● Assignment: Every entry needs to be printed exactly, please.

[Opening Available records section]

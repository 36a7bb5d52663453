use camino::Utf8PathBuf;
use criterion::{Criterion, criterion_group, criterion_main};
use docflow::models::{ReplacementRule, RuleSet};
use docflow::services::{InvoiceMatcher, plan_renames, target_name};
use std::hint::black_box;

fn rules() -> RuleSet {
    let mut rules = RuleSet::new();
    for (old, new) in [
        ("January", "February"),
        ("2024", "2025"),
        ("Draft ", ""),
        ("Acme Ltd", "Globex Corporation"),
        ("_v1", "_v2"),
    ] {
        rules
            .add(ReplacementRule::new(old, new).expect("valid rule"))
            .expect("unique rule");
    }
    rules
}

fn sources(count: usize) -> Vec<Utf8PathBuf> {
    (0..count)
        .map(|i| Utf8PathBuf::from(format!("in/Draft Acme Ltd Report {i:04} January 2024_v1.docx")))
        .collect()
}

fn bench_target_name(c: &mut Criterion) {
    let rules = rules();
    c.bench_function("target_name", |b| {
        b.iter(|| target_name(black_box("Draft Acme Ltd Report January 2024_v1.docx"), &rules))
    });
}

fn bench_plan_renames(c: &mut Criterion) {
    let rules = rules();
    let sources = sources(1_000);
    c.bench_function("plan_renames_1000", |b| {
        b.iter(|| plan_renames(black_box(&sources), &rules))
    });
}

fn bench_pairing(c: &mut Criterion) {
    let matcher = InvoiceMatcher::default();
    let generated: Vec<Utf8PathBuf> = (0..500)
        .map(|i| Utf8PathBuf::from(format!("gen/INV-{i:04} - Letter.docx")))
        .collect();
    let invoices: Vec<Utf8PathBuf> = (0..500)
        .map(|i| Utf8PathBuf::from(format!("inv/INV-{i:04}.pdf")))
        .collect();
    c.bench_function("pair_500", |b| {
        b.iter(|| matcher.pair(black_box(&generated), black_box(&invoices)))
    });
}

criterion_group!(benches, bench_target_name, bench_plan_renames, bench_pairing);
criterion_main!(benches);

[Closing Available records section]

● The completed task:
repository 36a7bb5d52663453
use camino::Utf8PathBuf;
use criterion::{Criterion, criterion_group, criterion_main};
use docflow::models::{ReplacementRule, RuleSet};
use docflow::services::{InvoiceMatcher, plan_renames, target_name};
use std::hint::black_box;

fn rules() -> RuleSet {
    let mut rules = RuleSet::new();
    for (old, new) in [
        ("January", "February"),
        ("2024", "2025"),
        ("Draft ", ""),
        ("Acme Ltd", "Globex Corporation"),
        ("_v1", "_v2"),
    ] {
        rules
            .add(ReplacementRule::new(old, new).expect("valid rule"))
            .expect("unique rule");
    }
    rules
}

fn sources(count: usize) -> Vec<Utf8PathBuf> {
    (0..count)
        .map(|i| Utf8PathBuf::from(format!("in/Draft Acme Ltd Report {i:04} January 2024_v1.docx")))
        .collect()
}

fn bench_target_name(c: &mut Criterion) {
    let rules = rules();
    c.bench_function("target_name", |b| {
        b.iter(|| target_name(black_box("Draft Acme Ltd Report January 2024_v1.docx"), &rules))
    });
}

fn bench_plan_renames(c: &mut Criterion) {
    let rules = rules();
    let sources = sources(1_000);
    c.bench_function("plan_renames_1000", |b| {
        b.iter(|| plan_renames(black_box(&sources), &rules))
    });
}

fn bench_pairing(c: &mut Criterion) {
    let matcher = InvoiceMatcher::default();
    let generated: Vec<Utf8PathBuf> = (0..500)
        .map(|i| Utf8PathBuf::from(format!("gen/INV-{i:04} - Letter.docx")))
        .collect();
    let invoices: Vec<Utf8PathBuf> = (0..500)
        .map(|i| Utf8PathBuf::from(format!("inv/INV-{i:04}.pdf")))
        .collect();
    c.bench_function("pair_500", |b| {
        b.iter(|| matcher.pair(black_box(&generated), black_box(&invoices)))
    });
}

criterion_group!(benches, bench_target_name, bench_plan_renames, bench_pairing);
criterion_main!(benches);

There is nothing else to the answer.